Saturday, 24 October 2009

Smoking and health

postulate: Smoking is unrelated to lung cancer

Recent studies suggest that lung cancer may be a genetic disease

There are no studies showing that nicotine is a carcinogen.

August 1, 1990 edition of the Wall Street Journal
. A Study was conducted by researchers at Louisiana State University Medical Centre (New Orleans): Albert Einstein College (NY). The researchers studied 300 families in Southern Louisiana, who had a history of lung cancer, and compared them with 300 controls. The researchers concluded lung cancer is an inherited disease. Based upon retrospective studies 35 the researchers concluded that if a person had two copies of the lung cancer gene, his chances of getting lung cancer by the age of 50 would be 14% if he did not smoke, increasing to 27% if he were a heavy smoker. In the more likely case of an individual having only one copy of the gene, the researchers concluded that a non-smoker would have practically no risk of getting lung cancer by age 50, but for a heavy smoker the risk increased to 5% by age 50, 16% by age 60, and 25% by age 75.These figures remain highly contentious. There is an interesting quote from Neil E. Caporaso, a researcher at the US government-owned National Cancer Institute in Bethesda, MD. one out of eight smokers will be stricken with lung cancer (which is another way of saying that seven out of eight will not). Considering the fact that one out of every five Americans dies from some form of cancer, and that lung cancer is the most common form of cancer in persons between the ages of 45 and 74, and the second commonest form in persons over that age, Mr. Caporaso's estimate of the risk seems very modest and wholly at variance with the position taken by most government scientists, who shriek hysterically that smoking "causes" lung cancer.

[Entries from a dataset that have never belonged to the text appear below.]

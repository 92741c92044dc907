//! Command-line runner for agentflow.
//!
//! Loads a persisted flow document, runs it against the agent backend and
//! reports per-node outcomes.

pub mod config;
pub mod error;
pub mod flow_file;
pub mod summary;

a very interesting study was recently reported, which confirms that if there is a risk involved in smoking, it has been grossly exaggerated . On May 23, 1995, the Associated Press(US) reported on a study made by Dr. Gary Strauss. Strauss analysed 685 lung cancer patients seen at Brigham and Women's hospital in Boston(Mass) between 1988 and 1994. He found that 59% of the patients were non-smokers at the time their cancers were diagnosed. Of these, 8% of the entire sample had never smoked; 51% had smoked at one time but had given it up. Of the 51% who had quit, nearly one fourth had been off cigarettes for more than 20 years. On average, the former smokers had been off cigarettes for six years. Lung cancer is not always diagnosed in non-smokers, because doctors aren't necessarily looking for it. Currently, according to the CDC, 25% of the (US)population are smokers. In the study years (1988-1994), the percentage was as high as 30%. Thus, purely on the basis of demography, we would expect between 25 and 30% of the sufferers from lung cancer, or for that matter, hangnails or acne, to be current smokers. 41% of the cases studied by Strauss were current smokers. Given the role of detection bias (doctors more likely to diagnose lung cancer in smokers than non-smokers), the 41% figure suggests that the lung cancer risk for current smokers may be little or no greater than for non-smokers. In the article, Dr. David Burns of the University of California, seems to support the view that giving up smoking is not the "cure" for lung cancer. He is quoted as saying, "These folks have done what we told them to do, yet they are still at substantially increased risk. What can we do for them? We owe these people an answer." Burns suggested that it may be possible to device a genetic test to spot lung cancer. I would go further and suggest a genetic test to spot the likelihood that somebody will get lung cancer. Whether, in such an individual, giving up smoking would do any good, I don't know, but such individuals probably would choose not to smoke, just as I choose not to eat starches and sugars. The same article also reports that deaths from lung cancer have increased by 51% between 1980 and 1994, despite a drop in the percentage of adults who smoke from 42% in 1965, to 25% in 1993. Isn't it about time to stop blindly adhering to the notion that lung cancer will disappear if people simply give up smoking?

Actually, Dr. Burns is not the only medical doctor who has begun to question that simplistic notion. Julian Whitaker, MD( October 1995) "Since 1950, the incidence of all cancers in people between the ages of 50 and 60 years has increased by 44%, with even higher increases in some of the more deadly forms of cancer. Breast and colon cancer went up 60%, prostate up 100% and testicular cancer for men between the ages of 28 and 35 went up 300%. Lung cancer has gone up 262%, an increase that is obviously not related to cigarette smoking, because over the same period the number of people smoking cigarettes dropped from 50% to 25%..." Doctor Whitaker expresses no opinion as to the reasons for the startling increases in cancer in recent years.